DATA FOR THIS EXERCISE:
----
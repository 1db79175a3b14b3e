//! Saga steps and the handoff cell that carries data between them.

use std::future::Future;
use std::sync::Arc;

use futures_util::FutureExt;
use futures_util::future::BoxFuture;
use tokio::sync::OnceCell;

use crate::context::SagaContext;
use crate::error::SagaError;

/// A forward or compensating action.
pub type Action = Arc<dyn Fn(SagaContext) -> BoxFuture<'static, Result<(), SagaError>> + Send + Sync>;

fn boxed_action<F, Fut>(f: F) -> Action
where
    F: Fn(SagaContext) -> Fut + Send + Sync + 'static,
    Fut: Future<Output = Result<(), SagaError>> + Send + 'static,
{
    Arc::new(move |ctx| f(ctx).boxed())
}

/// One unit of work in a saga.
///
/// The forward action is required; the compensating action is optional and
/// should undo the forward action's externally visible effect. Steps hold
/// no run state: values produced during a run travel through a [`Handoff`].
#[derive(Clone)]
pub struct Step {
    name: String,
    action: Action,
    compensation: Option<Action>,
}

impl Step {
    pub fn new<F, Fut>(name: impl Into<String>, action: F) -> Self
    where
        F: Fn(SagaContext) -> Fut + Send + Sync + 'static,
        Fut: Future<Output = Result<(), SagaError>> + Send + 'static,
    {
        Self {
            name: name.into(),
            action: boxed_action(action),
            compensation: None,
        }
    }

    /// Attaches the action that undoes this step.
    pub fn with_compensation<F, Fut>(mut self, compensation: F) -> Self
    where
        F: Fn(SagaContext) -> Fut + Send + Sync + 'static,
        Fut: Future<Output = Result<(), SagaError>> + Send + 'static,
    {
        self.compensation = Some(boxed_action(compensation));
        self
    }

    pub fn name(&self) -> &str {
        &self.name
    }

    pub fn has_compensation(&self) -> bool {
        self.compensation.is_some()
    }

    pub(crate) async fn execute(&self, ctx: SagaContext) -> Result<(), SagaError> {
        (self.action)(ctx).await
    }

    pub(crate) fn compensation(&self) -> Option<&Action> {
        self.compensation.as_ref()
    }
}

impl std::fmt::Debug for Step {
    fn fmt(&self, f: &mut std::fmt::Formatter<'_>) -> std::fmt::Result {
        f.debug_struct("Step")
            .field("name", &self.name)
            .field("has_compensation", &self.has_compensation())
            .finish()
    }
}

/// Single-assignment cell shared by the steps of one saga run.
///
/// A forward action `put`s the value it produced; a later action or a
/// compensating action reads it back. Writing twice is an error.
pub struct Handoff<T> {
    cell: Arc<OnceCell<T>>,
}

impl<T: Clone> Handoff<T> {
    pub fn new() -> Self {
        Self {
            cell: Arc::new(OnceCell::new()),
        }
    }

    pub fn put(&self, value: T) -> Result<(), SagaError> {
        self.cell
            .set(value)
            .map_err(|_| SagaError::HandoffAlreadySet)
    }

    pub fn get(&self) -> Option<T> {
        self.cell.get().cloned()
    }

    /// Returns the value, failing with `HandoffEmpty` if nothing was put.
    pub fn require(&self) -> Result<T, SagaError> {
        self.get().ok_or(SagaError::HandoffEmpty)
    }
}

impl<T> Clone for Handoff<T> {
    fn clone(&self) -> Self {
        Self {
            cell: Arc::clone(&self.cell),
        }
    }
}

impl<T: Clone> Default for Handoff<T> {
    fn default() -> Self {
        Self::new()
    }
}

impl<T: std::fmt::Debug> std::fmt::Debug for Handoff<T> {
    fn fmt(&self, f: &mut std::fmt::Formatter<'_>) -> std::fmt::Result {
        f.debug_tuple("Handoff").field(&self.cell.get()).finish()
    }
}
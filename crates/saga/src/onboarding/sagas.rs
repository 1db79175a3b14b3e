//! The four onboarding sagas.
//!
//! Each builder returns a checked [`Saga`] whose steps own clones of the
//! collaborators they call, so the saga can run on any task.

use std::sync::Arc;

use common::{AccountId, IdentityId};
use domain::{MerchantAccount, OnboardingDetail, advance_until};
use futures_util::FutureExt;
use futures_util::future::BoxFuture;
use ledger::Ledger;

use crate::context::SagaContext;
use crate::error::SagaError;
use crate::saga::Saga;
use crate::services::Identity;
use crate::step::{Handoff, Step};

pub const CREATE_MERCHANT_ACCOUNT: &str = "create_merchant_account";
pub const DEACTIVATE_MERCHANT_ACCOUNT: &str = "deactivate_merchant_account";
pub const REACTIVATE_MERCHANT_ACCOUNT: &str = "reactivate_merchant_account";
pub const UPDATE_MERCHANT_ACCOUNT_EMAIL: &str = "update_merchant_account_email";

/// Wraps a collaborator call into a step action bounded by the run context.
fn invoke<S, F, E>(
    service: &Arc<S>,
    op: F,
) -> impl Fn(SagaContext) -> BoxFuture<'static, Result<(), SagaError>> + Send + Sync + 'static
where
    S: ?Sized + Send + Sync + 'static,
    F: Fn(Arc<S>) -> BoxFuture<'static, Result<(), E>> + Send + Sync + 'static,
    E: Into<SagaError> + 'static,
{
    let service = Arc::clone(service);
    move |ctx: SagaContext| {
        let call = op(Arc::clone(&service));
        async move { ctx.bounded(call).await }.boxed()
    }
}

/// Identity.CreateAccount, then Ledger.CreateAccount.
///
/// The identity id travels to the ledger step and to the lock compensation
/// through a handoff. The stored account is put into `created`.
pub(crate) fn create_merchant_account<I, L>(
    identity: &Arc<I>,
    ledger: &Arc<L>,
    account: MerchantAccount,
    secret: String,
    created: Handoff<MerchantAccount>,
) -> Result<Saga, SagaError>
where
    I: Identity + 'static,
    L: Ledger + 'static,
{
    let identity_id: Handoff<IdentityId> = Handoff::new();

    let create_identity = {
        let identity = Arc::clone(identity);
        let email = account.business_email.clone();
        let identity_id = identity_id.clone();
        move |ctx: SagaContext| {
            let identity = Arc::clone(&identity);
            let email = email.clone();
            let secret = secret.clone();
            let identity_id = identity_id.clone();
            async move {
                let id = ctx
                    .bounded(identity.create_account(&email, &secret, false))
                    .await?;
                identity_id.put(id)
            }
        }
    };

    let lock_identity = {
        let identity = Arc::clone(identity);
        let identity_id = identity_id.clone();
        move |ctx: SagaContext| {
            let identity = Arc::clone(&identity);
            let identity_id = identity_id.clone();
            async move {
                let id = identity_id.require()?;
                ctx.bounded(identity.lock_account(id)).await
            }
        }
    };

    let create_record = {
        let ledger = Arc::clone(ledger);
        move |ctx: SagaContext| {
            let ledger = Arc::clone(&ledger);
            let identity_id = identity_id.clone();
            let created = created.clone();
            let mut account = account.clone();
            async move {
                account.identity_id = identity_id.require()?;
                let account =
                    advance_until(account, OnboardingDetail::IdentityOnboardingStarted);
                let stored = ctx.bounded(ledger.create_account(account)).await?;
                created.put(stored)
            }
        }
    };

    Saga::checked(
        CREATE_MERCHANT_ACCOUNT,
        vec![
            Step::new("create_identity_account", create_identity).with_compensation(lock_identity),
            Step::new("create_ledger_account", create_record),
        ],
    )
}

/// Identity.LockAccount, then Ledger.DeactivateAccount.
pub(crate) fn deactivate_merchant_account<I, L>(
    identity: &Arc<I>,
    ledger: &Arc<L>,
    account_id: AccountId,
    identity_id: IdentityId,
) -> Result<Saga, SagaError>
where
    I: Identity + 'static,
    L: Ledger + 'static,
{
    Saga::checked(
        DEACTIVATE_MERCHANT_ACCOUNT,
        vec![
            Step::new(
                "lock_identity_account",
                invoke(identity, move |svc| {
                    async move { svc.lock_account(identity_id).await }.boxed()
                }),
            )
            .with_compensation(invoke(identity, move |svc| {
                async move { svc.unlock_account(identity_id).await }.boxed()
            })),
            Step::new(
                "deactivate_ledger_account",
                invoke(ledger, move |svc| {
                    async move { svc.deactivate_account(account_id).await }.boxed()
                }),
            )
            .with_compensation(invoke(ledger, move |svc| {
                async move { svc.activate_account(account_id).await }.boxed()
            })),
        ],
    )
}

/// Identity.UnlockAccount, then Ledger.ActivateAccount.
pub(crate) fn reactivate_merchant_account<I, L>(
    identity: &Arc<I>,
    ledger: &Arc<L>,
    account_id: AccountId,
    identity_id: IdentityId,
) -> Result<Saga, SagaError>
where
    I: Identity + 'static,
    L: Ledger + 'static,
{
    Saga::checked(
        REACTIVATE_MERCHANT_ACCOUNT,
        vec![
            Step::new(
                "unlock_identity_account",
                invoke(identity, move |svc| {
                    async move { svc.unlock_account(identity_id).await }.boxed()
                }),
            )
            .with_compensation(invoke(identity, move |svc| {
                async move { svc.lock_account(identity_id).await }.boxed()
            })),
            Step::new(
                "activate_ledger_account",
                invoke(ledger, move |svc| {
                    async move { svc.activate_account(account_id).await }.boxed()
                }),
            )
            .with_compensation(invoke(ledger, move |svc| {
                async move { svc.deactivate_account(account_id).await }.boxed()
            })),
        ],
    )
}

/// Identity.UpdateEmail, then Ledger.SaveAccount.
///
/// `updated` is written on the way forward; `snapshot` is the pre-saga
/// record restored on rollback.
pub(crate) fn update_merchant_account_email<I, L>(
    identity: &Arc<I>,
    ledger: &Arc<L>,
    snapshot: MerchantAccount,
    updated: MerchantAccount,
) -> Result<Saga, SagaError>
where
    I: Identity + 'static,
    L: Ledger + 'static,
{
    let identity_id = snapshot.identity_id;
    let new_email = updated.business_email.clone();
    let old_email = snapshot.business_email.clone();

    Saga::checked(
        UPDATE_MERCHANT_ACCOUNT_EMAIL,
        vec![
            Step::new(
                "update_identity_email",
                invoke(identity, move |svc| {
                    let email = new_email.clone();
                    async move { svc.update_email(identity_id, &email).await }.boxed()
                }),
            )
            .with_compensation(invoke(identity, move |svc| {
                let email = old_email.clone();
                async move { svc.update_email(identity_id, &email).await }.boxed()
            })),
            Step::new(
                "save_ledger_account",
                invoke(ledger, move |svc| {
                    let account = updated.clone();
                    async move { svc.save_account(&account).await }.boxed()
                }),
            )
            .with_compensation(invoke(ledger, move |svc| {
                let account = snapshot.clone();
                async move { svc.save_account(&account).await }.boxed()
            })),
        ],
    )
}
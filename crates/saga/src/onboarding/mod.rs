//! Merchant onboarding operations.
//!
//! [`MerchantOnboarding`] owns the collaborators and the coordinator. The
//! four multi-collaborator operations (create, deactivate, reactivate and
//! email update) run as sagas; the rest touch one collaborator at a time.
//! Every operation that mutates an existing account holds that account's
//! lock for its whole duration.

mod locks;
pub mod sagas;

use std::sync::Arc;

use common::{AccountId, ConnectedAccountId, EmployerId};
use domain::{
    MerchantAccount, OnboardingDetail, OnboardingState, advance, advance_until, validate_email,
};
use ledger::{Ledger, LedgerError};
use serde::{Deserialize, Serialize};

use crate::context::SagaContext;
use crate::coordinator::SagaCoordinator;
use crate::error::SagaError;
use crate::services::{Identity, PaymentProcessor};
use crate::step::Handoff;

pub use locks::AccountLocks;

/// Profile fields a merchant may change. `None` leaves the field as is.
#[derive(Debug, Clone, Default, PartialEq, Eq, Serialize, Deserialize)]
pub struct AccountChanges {
    pub business_name: Option<String>,
    pub business_email: Option<String>,
    pub employer_id: Option<EmployerId>,
}

/// Hosted payment-onboarding link for a connected account.
#[derive(Debug, Clone, PartialEq, Eq, Serialize, Deserialize)]
pub struct OnboardingLink {
    pub connected_account_id: ConnectedAccountId,
    pub url: String,
}

/// Orchestrates merchant onboarding across identity, ledger and payments.
pub struct MerchantOnboarding<I, L, P> {
    identity: Arc<I>,
    ledger: Arc<L>,
    payments: Arc<P>,
    coordinator: SagaCoordinator,
    locks: AccountLocks,
}

impl<I, L, P> Clone for MerchantOnboarding<I, L, P> {
    fn clone(&self) -> Self {
        Self {
            identity: Arc::clone(&self.identity),
            ledger: Arc::clone(&self.ledger),
            payments: Arc::clone(&self.payments),
            coordinator: self.coordinator.clone(),
            locks: self.locks.clone(),
        }
    }
}

fn require_id(id: AccountId) -> Result<(), SagaError> {
    if id.is_unassigned() {
        return Err(SagaError::Validation(
            "merchant account id cannot be 0".to_string(),
        ));
    }
    Ok(())
}

fn link_url(base: &str, connected_account_id: &ConnectedAccountId) -> String {
    format!("{}/{}", base.trim_end_matches('/'), connected_account_id)
}

impl<I, L, P> MerchantOnboarding<I, L, P>
where
    I: Identity + 'static,
    L: Ledger + 'static,
    P: PaymentProcessor + 'static,
{
    pub fn new(
        identity: Arc<I>,
        ledger: Arc<L>,
        payments: Arc<P>,
        coordinator: SagaCoordinator,
    ) -> Self {
        Self {
            identity,
            ledger,
            payments,
            coordinator,
            locks: AccountLocks::new(),
        }
    }

    pub fn identity(&self) -> &Arc<I> {
        &self.identity
    }

    pub fn ledger(&self) -> &Arc<L> {
        &self.ledger
    }

    pub fn payments(&self) -> &Arc<P> {
        &self.payments
    }

    /// Creates the identity login and the ledger record for a new merchant.
    ///
    /// If the ledger rejects the record the identity login is locked again.
    #[tracing::instrument(skip(self, ctx, account, secret), fields(email = %account.business_email))]
    pub async fn create_merchant_account(
        &self,
        ctx: &SagaContext,
        mut account: MerchantAccount,
        secret: &str,
    ) -> Result<MerchantAccount, SagaError> {
        account
            .validate_profile()
            .map_err(|e| SagaError::Validation(e.to_string()))?;
        if secret.is_empty() {
            return Err(SagaError::Validation("password cannot be empty".to_string()));
        }
        account.id = AccountId::default();
        account.active = true;
        account.connected_account_id = None;
        account.onboarding_state = OnboardingState::PendingCompletion;
        account.onboarding_detail = OnboardingDetail::NotStarted;

        let created = Handoff::new();
        let saga = sagas::create_merchant_account(
            &self.identity,
            &self.ledger,
            account,
            secret.to_string(),
            created.clone(),
        )?;
        self.coordinator.run_saga(ctx, &saga).await?;

        let account = created.require()?;
        tracing::info!(account_id = %account.id, identity_id = %account.identity_id, "merchant account created");
        Ok(account)
    }

    /// Fails with a ledger conflict when an active account already uses
    /// `email`. Lets callers reject a duplicate before any identity call.
    pub async fn ensure_email_available(
        &self,
        ctx: &SagaContext,
        email: &str,
    ) -> Result<(), SagaError> {
        match ctx.bounded(self.ledger.find_by_email(email)).await? {
            Some(existing) => {
                tracing::debug!(account_id = %existing.id, "business email already registered");
                Err(LedgerError::AlreadyExists(email.to_string()).into())
            }
            None => Ok(()),
        }
    }

    /// Locks the identity login and deactivates the ledger record.
    #[tracing::instrument(skip(self, ctx))]
    pub async fn deactivate_merchant_account(
        &self,
        ctx: &SagaContext,
        id: AccountId,
    ) -> Result<(), SagaError> {
        require_id(id)?;
        let _guard = self.locks.lock(id).await;

        let account = ctx.bounded(self.ledger.get_account_by_id(id)).await?;
        let saga =
            sagas::deactivate_merchant_account(&self.identity, &self.ledger, id, account.identity_id)?;
        self.coordinator.run_saga(ctx, &saga).await?;

        tracing::info!("merchant account deactivated");
        Ok(())
    }

    /// Unlocks the identity login and reactivates the ledger record.
    ///
    /// An account that is already active is returned without running the saga.
    #[tracing::instrument(skip(self, ctx))]
    pub async fn reactivate_merchant_account(
        &self,
        ctx: &SagaContext,
        id: AccountId,
    ) -> Result<MerchantAccount, SagaError> {
        require_id(id)?;
        let _guard = self.locks.lock(id).await;

        let account = ctx.bounded(self.ledger.get_account_by_id(id)).await?;
        if account.active {
            tracing::debug!("merchant account already active");
            return Ok(account);
        }

        let saga =
            sagas::reactivate_merchant_account(&self.identity, &self.ledger, id, account.identity_id)?;
        self.coordinator.run_saga(ctx, &saga).await?;

        tracing::info!("merchant account reactivated");
        ctx.bounded(self.ledger.get_account_by_id(id)).await
    }

    /// Changes the business email in the identity service and the ledger.
    #[tracing::instrument(skip(self, ctx, new_email))]
    pub async fn update_merchant_account_email(
        &self,
        ctx: &SagaContext,
        id: AccountId,
        new_email: &str,
    ) -> Result<MerchantAccount, SagaError> {
        self.update_merchant_account(
            ctx,
            id,
            AccountChanges {
                business_email: Some(new_email.to_string()),
                ..AccountChanges::default()
            },
        )
        .await
    }

    pub async fn get_merchant_account(
        &self,
        ctx: &SagaContext,
        id: AccountId,
    ) -> Result<MerchantAccount, SagaError> {
        require_id(id)?;
        ctx.bounded(self.ledger.get_account_by_id(id)).await
    }

    /// Applies profile changes.
    ///
    /// Changes that keep the email are a plain ledger save. An email change
    /// runs the email-update saga, with the other changes saved in its
    /// ledger step.
    #[tracing::instrument(skip(self, ctx, changes))]
    pub async fn update_merchant_account(
        &self,
        ctx: &SagaContext,
        id: AccountId,
        changes: AccountChanges,
    ) -> Result<MerchantAccount, SagaError> {
        require_id(id)?;
        if let Some(email) = &changes.business_email {
            validate_email(email).map_err(|e| SagaError::Validation(e.to_string()))?;
        }
        let _guard = self.locks.lock(id).await;

        let snapshot = ctx.bounded(self.ledger.get_account_by_id(id)).await?;
        if !snapshot.active {
            return Err(SagaError::Validation(format!(
                "merchant account {id} is deactivated"
            )));
        }

        let mut updated = snapshot.clone();
        if let Some(name) = changes.business_name {
            updated.business_name = name;
        }
        if let Some(employer_id) = changes.employer_id {
            updated.employer_id = employer_id;
        }
        if let Some(email) = changes.business_email {
            updated.business_email = email;
        }
        updated
            .validate_profile()
            .map_err(|e| SagaError::Validation(e.to_string()))?;

        if updated == snapshot {
            return Ok(snapshot);
        }

        if updated.business_email == snapshot.business_email {
            ctx.bounded(self.ledger.save_account(&updated)).await?;
        } else {
            let saga = sagas::update_merchant_account_email(
                &self.identity,
                &self.ledger,
                snapshot,
                updated,
            )?;
            self.coordinator.run_saga(ctx, &saga).await?;
        }

        ctx.bounded(self.ledger.get_account_by_id(id)).await
    }

    /// Starts payment onboarding and returns the hosted onboarding link.
    ///
    /// Creates the connected account on first use and reuses it afterwards.
    /// The refresh and return URLs are `{base}/{connected_account_id}`.
    #[tracing::instrument(skip(self, ctx, refresh_base, return_base))]
    pub async fn start_payment_onboarding(
        &self,
        ctx: &SagaContext,
        id: AccountId,
        refresh_base: &str,
        return_base: &str,
    ) -> Result<OnboardingLink, SagaError> {
        require_id(id)?;
        let _guard = self.locks.lock(id).await;

        let mut account = ctx.bounded(self.ledger.get_account_by_id(id)).await?;
        if !account.active {
            return Err(SagaError::Validation(format!(
                "merchant account {id} is deactivated"
            )));
        }

        let connected_account_id = match account.connected_account_id.clone() {
            Some(existing) => existing,
            None => {
                let created = ctx
                    .bounded(self.payments.create_connected_account(&account))
                    .await?;
                account.connected_account_id = Some(created.clone());
                created
            }
        };

        let account = advance_until(account, OnboardingDetail::PaymentOnboardingStarted);
        ctx.bounded(self.ledger.save_account(&account)).await?;
        tracing::info!(connected_account_id = %connected_account_id, "payment onboarding started");

        self.onboarding_link(ctx, connected_account_id, refresh_base, return_base)
            .await
    }

    /// Issues a fresh onboarding link for an existing connected account.
    #[tracing::instrument(skip(self, ctx, refresh_base, return_base))]
    pub async fn refresh_onboarding_link(
        &self,
        ctx: &SagaContext,
        connected_account_id: &ConnectedAccountId,
        refresh_base: &str,
        return_base: &str,
    ) -> Result<OnboardingLink, SagaError> {
        ctx.bounded(self.ledger.find_by_connected_account_id(connected_account_id))
            .await?;
        self.onboarding_link(ctx, connected_account_id.clone(), refresh_base, return_base)
            .await
    }

    async fn onboarding_link(
        &self,
        ctx: &SagaContext,
        connected_account_id: ConnectedAccountId,
        refresh_base: &str,
        return_base: &str,
    ) -> Result<OnboardingLink, SagaError> {
        let refresh_url = link_url(refresh_base, &connected_account_id);
        let return_url = link_url(return_base, &connected_account_id);
        let url = ctx
            .bounded(self.payments.create_onboarding_link(
                &connected_account_id,
                &refresh_url,
                &return_url,
            ))
            .await?;
        Ok(OnboardingLink {
            connected_account_id,
            url,
        })
    }

    /// Records the processor's view of payment onboarding.
    ///
    /// Submitted details complete the payment phase; otherwise the account
    /// stays at `PaymentOnboardingStarted`. Accounts already past the
    /// payment phase are left alone.
    #[tracing::instrument(skip(self, ctx))]
    pub async fn complete_payment_onboarding(
        &self,
        ctx: &SagaContext,
        connected_account_id: &ConnectedAccountId,
    ) -> Result<MerchantAccount, SagaError> {
        let found = ctx
            .bounded(self.ledger.find_by_connected_account_id(connected_account_id))
            .await?;
        let _guard = self.locks.lock(found.id).await;

        let status = ctx
            .bounded(self.payments.get_connected_account(connected_account_id))
            .await?;
        let account = ctx.bounded(self.ledger.get_account_by_id(found.id)).await?;

        let target = if status.details_submitted {
            OnboardingDetail::PaymentOnboardingCompleted
        } else {
            OnboardingDetail::PaymentOnboardingStarted
        };
        let advanced = advance_until(account.clone(), target);
        if advanced != account {
            ctx.bounded(self.ledger.save_account(&advanced)).await?;
        }

        tracing::info!(
            account_id = %advanced.id,
            charges_enabled = status.charges_enabled,
            details_submitted = status.details_submitted,
            detail = %advanced.onboarding_detail,
            "payment onboarding status recorded"
        );
        Ok(advanced)
    }

    /// Moves the account one onboarding phase forward and saves it.
    #[tracing::instrument(skip(self, ctx))]
    pub async fn advance_onboarding(
        &self,
        ctx: &SagaContext,
        id: AccountId,
    ) -> Result<MerchantAccount, SagaError> {
        require_id(id)?;
        let _guard = self.locks.lock(id).await;

        let account = ctx.bounded(self.ledger.get_account_by_id(id)).await?;
        if account.onboarding_detail == OnboardingDetail::Unrecognized {
            tracing::warn!("unrecognized onboarding detail, restarting onboarding");
        }
        if account.onboarding_detail.is_terminal() {
            return Ok(account);
        }

        let advanced = advance(account);
        ctx.bounded(self.ledger.save_account(&advanced)).await?;
        Ok(advanced)
    }
}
----
TASK TO CARRY OUT:
What is needed here is one number: how many lines of the entries hold the string "impl".

ANSWER FOR THIS EXERCISE:
10